Ubriacona, strafatta e incontrollabile. Ma ha anche dei difetti.
Già dai trailer avevamo la certezza che la protagonista di questa nuova serie targata Groening non sarebbe stata la classica donzella in pericolo. Bean è in effetti esattamente come ci era stata presentata, un’incontrollabile fonte di problemi per suo padre, re Re Zøg, e per l’intero regno di Dreamland.
La storia inizia come molte altre storie fantasy: è il grande giorno in cui la principessa incontrerà il suo sposo, ma la dama è sparita. Il motivo? Si è andata a nascondere in una bettola dei bassifondi per ubriacarsi e giocare a carte, partita che si concluderà con una classica rissa capace di coinvolgere tutti gli avventori. Tornata al castello la ragazza trova un misterioso pacco regalo, al cui interno trova ad aspettarla Luci, un demone che da quel momento in avanti la tormenterà per mandarla verso la strada sbagliata. Non che Bean ne abbia bisogno, ovviamente, ma una piccola spintarella può essere molto utile in questo senso.
Nel frattempo, in una foresta incantata, un piccolo elfo si sente infelice. È diverso da tutti i suoi simili, non vuole passare il tempo a cantare alla catena di montaggio dei dolciumi e il suo unico desiderio è quello di poter assaporare sensazioni diverse. Il suo nome è… be’, è Elfo! La sua fuga da Elfwood avrà ripercussioni impreviste sul matrimonio della principessa Bean e sull’intera vita di Dreamland in un modo che nessuno potrebbe prevedere.

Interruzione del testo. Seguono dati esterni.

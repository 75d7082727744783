/// Parallel recursive directory walker.
///
/// Every directory fans out one rayon task per entry (`par_iter` over its
/// listing) and joins them before the directory is considered complete. The
/// pool is bounded by [`super::ScanOptions::threads`], so very wide
/// directories queue work instead of spawning unbounded threads.
///
/// # No shared tree during the walk
///
/// Each task returns an owned [`PendingNode`] subtree. The parent merges the
/// joined results into its own task-local node: sizes are added for *every*
/// child found, but a child is only kept in the visible list when it clears
/// the size threshold and no ignore rule matches it. Nothing is locked across
/// a recursive call; the only shared state is atomics and the issue log.
/// The finished subtree is moved into the arena in one pre-order pass.
use super::progress::ScanProgress;
use super::ScanIssue;
use crate::error::ScanError;
use crate::ignore::IgnoreRules;
use crate::model::{FileNode, FileTree, NodeIndex};
use crate::platform::{file_mode, DiskUsageProbe};
use compact_str::CompactString;
use crossbeam_channel::Sender;
use parking_lot::Mutex;
use rayon::prelude::*;
use std::ffi::OsString;
use std::fs::{self, Metadata};
use std::io;
use std::path::{Path, PathBuf};
use std::sync::atomic::{AtomicBool, AtomicU64, Ordering};
use tracing::{debug, warn};

/// Entries between two `ScanProgress::Update` messages.
const UPDATE_INTERVAL: u64 = 1_000;

/// A walked subtree that has not been placed in an arena yet.
#[derive(Debug)]
pub(crate) struct PendingNode {
    pub node: FileNode,
    pub children: Vec<PendingNode>,
}

impl PendingNode {
    fn leaf(node: FileNode) -> Self {
        Self {
            node,
            children: Vec::new(),
        }
    }

    /// Move the subtree into a fresh arena, parents before children.
    pub(crate) fn into_tree(self, estimated_nodes: usize) -> FileTree {
        let mut tree = FileTree::with_capacity(self.node, estimated_nodes);
        let root = tree.root();
        attach(&mut tree, root, self.children);
        tree
    }
}

fn attach(tree: &mut FileTree, parent: NodeIndex, children: Vec<PendingNode>) {
    for PendingNode { node, children } in children {
        let idx = tree.add_child(parent, node);
        attach(tree, idx, children);
    }
}

/// Shared, read-mostly state for one walk.
pub(crate) struct Walker<'a> {
    rules: &'a IgnoreRules,
    probe: &'a dyn DiskUsageProbe,
    size_threshold: u64,
    cancel: &'a AtomicBool,
    progress: Option<&'a Sender<ScanProgress>>,
    files_found: AtomicU64,
    dirs_found: AtomicU64,
    bytes_found: AtomicU64,
    issues: Mutex<Vec<ScanIssue>>,
}

impl<'a> Walker<'a> {
    pub(crate) fn new(
        rules: &'a IgnoreRules,
        probe: &'a dyn DiskUsageProbe,
        size_threshold: u64,
        cancel: &'a AtomicBool,
        progress: Option<&'a Sender<ScanProgress>>,
    ) -> Self {
        Self {
            rules,
            probe,
            size_threshold,
            cancel,
            progress,
            files_found: AtomicU64::new(0),
            dirs_found: AtomicU64::new(0),
            bytes_found: AtomicU64::new(0),
            issues: Mutex::new(Vec::new()),
        }
    }

    /// Number of entries (files and directories) turned into nodes so far.
    pub(crate) fn entries_found(&self) -> u64 {
        self.files_found.load(Ordering::Relaxed) + self.dirs_found.load(Ordering::Relaxed)
    }

    /// Non-fatal problems recorded during the walk.
    pub(crate) fn into_issues(self) -> Vec<ScanIssue> {
        self.issues.into_inner()
    }

    /// Walk from the scan root. Any failure to inspect the root is fatal.
    pub(crate) fn walk_root(&self, root: &Path) -> Result<PendingNode, ScanError> {
        let root_err = |source| ScanError::Root {
            path: root.to_path_buf(),
            source,
        };
        let metadata = fs::symlink_metadata(root).map_err(root_err)?;
        let node = self
            .node_from_metadata(root_display_name(root), &metadata)
            .map_err(root_err)?;
        self.expand(root, node)
    }

    /// Walk an entry below the root. `Ok(None)` means the entry could not be
    /// inspected and contributes nothing to its parent.
    fn visit(&self, path: &Path, os_name: OsString) -> Result<Option<PendingNode>, ScanError> {
        if self.cancel.load(Ordering::Relaxed) {
            return Err(ScanError::Cancelled);
        }

        let (name, raw_name) = FileNode::split_os_name(os_name);
        let node = match fs::symlink_metadata(path)
            .and_then(|metadata| self.node_from_metadata(name, &metadata))
        {
            Ok(mut node) => {
                node.raw_name = raw_name;
                node
            }
            Err(err) => {
                self.record_issue(path, &err);
                return Ok(None);
            }
        };
        self.expand(path, node).map(Some)
    }

    /// Finish a node: leaves are returned as-is, directories are listed and
    /// their children walked in parallel, then merged.
    fn expand(&self, path: &Path, node: FileNode) -> Result<PendingNode, ScanError> {
        self.note_entry(path, &node);
        if !node.is_dir {
            return Ok(PendingNode::leaf(node));
        }

        let entries = match self.list_dir(path) {
            Ok(entries) => entries,
            Err(err) => {
                // Keep the directory, just without children.
                self.record_issue(path, &err);
                return Ok(PendingNode::leaf(node));
            }
        };

        let found: Vec<Option<PendingNode>> = entries
            .into_par_iter()
            .map(|(child_path, name)| self.visit(&child_path, name))
            .collect::<Result<_, _>>()?;

        let mut dir = PendingNode::leaf(node);
        for child in found.into_iter().flatten() {
            self.merge(path, &mut dir, child);
        }
        dir.children.sort_by(|a, b| {
            a.node
                .name
                .cmp(&b.node.name)
                .then_with(|| a.node.os_name().cmp(b.node.os_name()))
        });
        Ok(dir)
    }

    /// Fold a finished child into its parent: totals always, visibility only
    /// when the child passes the threshold and the ignore rules.
    fn merge(&self, dir_path: &Path, dir: &mut PendingNode, child: PendingNode) {
        dir.node.size += child.node.size;
        dir.node.size_on_disk += child.node.size_on_disk;

        if child.node.size < self.size_threshold {
            return;
        }
        if self.rules.should_ignore(&child.node.name, child.node.is_dir) {
            debug!("ignore: {}", dir_path.join(child.node.os_name()).display());
            return;
        }
        dir.children.push(child);
    }

    fn list_dir(&self, path: &Path) -> io::Result<Vec<(PathBuf, OsString)>> {
        let mut entries = Vec::new();
        for entry in fs::read_dir(path)? {
            match entry {
                Ok(entry) => entries.push((entry.path(), entry.file_name())),
                Err(err) => self.record_issue(path, &err),
            }
        }
        Ok(entries)
    }

    /// Build a node from `lstat` metadata. Directories start at zero and
    /// grow as children are merged; symlinks are never followed.
    fn node_from_metadata(&self, name: CompactString, metadata: &Metadata) -> io::Result<FileNode> {
        let mut node = if metadata.is_dir() {
            FileNode::new_dir(name)
        } else {
            FileNode::new_file(
                name,
                self.probe.size(metadata)?,
                self.probe.size_on_disk(metadata)?,
            )
        };
        node.mode = file_mode(metadata);
        node.modified = metadata.modified().ok();
        Ok(node)
    }

    fn note_entry(&self, path: &Path, node: &FileNode) {
        if node.is_dir {
            self.dirs_found.fetch_add(1, Ordering::Relaxed);
        } else {
            self.files_found.fetch_add(1, Ordering::Relaxed);
            self.bytes_found.fetch_add(node.size, Ordering::Relaxed);
        }

        let Some(tx) = self.progress else {
            return;
        };
        if self.entries_found() % UPDATE_INTERVAL == 0 {
            // Updates are best-effort: a full channel drops them.
            let _ = tx.try_send(ScanProgress::Update {
                files_found: self.files_found.load(Ordering::Relaxed),
                dirs_found: self.dirs_found.load(Ordering::Relaxed),
                total_size: self.bytes_found.load(Ordering::Relaxed),
                current_path: path.to_string_lossy().into_owned(),
            });
        }
    }

    fn record_issue(&self, path: &Path, err: &io::Error) {
        warn!("{}: {err}", path.display());
        let issue = ScanIssue {
            path: path.to_path_buf(),
            message: err.to_string(),
        };
        if let Some(tx) = self.progress {
            let _ = tx.try_send(ScanProgress::Error {
                path: issue.path.to_string_lossy().into_owned(),
                message: issue.message.clone(),
            });
        }
        self.issues.lock().push(issue);
    }
}

/// Derive a display name for the scan root.
fn root_display_name(path: &Path) -> CompactString {
    if let Some(name) = path.file_name() {
        return CompactString::new(name.to_string_lossy());
    }
    let s = path.to_string_lossy();
    let trimmed = s.trim_end_matches(['/', '\\']);
    if trimmed.is_empty() {
        CompactString::new(&s)
    } else {
        CompactString::new(trimmed)
    }
}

Tra quelle componenti che funzionano meglio in Disincanto ci sono senza dubbio i personaggi. Bean è un perfetto esempio della filosofia di questo show, una presa in giro realizzata splendidamente dell’archetipica “donzella in pericolo”, quel tipo di principessa che sì, si mette nei guai da sola, ma è anche capace di tirarsene fuori. Il personaggio di Bean dimostra però una complessità maggiore di quanto fosse prevedibile. La ragazza soffre il peso della sua posizione, l’assenza della figura materna e il distacco di quella paterna. Le scorribande alcoliche accompagnate da un demone e un elfo appaiono quasi una conseguenza inevitabile della cosa. A questo si aggiunge la sua incapacità di trovare un posto in un mondo che non sembra darle molte scelte, se non quello di essere sposa e madre di qualche principe straniero e oggetto di un’alleanza.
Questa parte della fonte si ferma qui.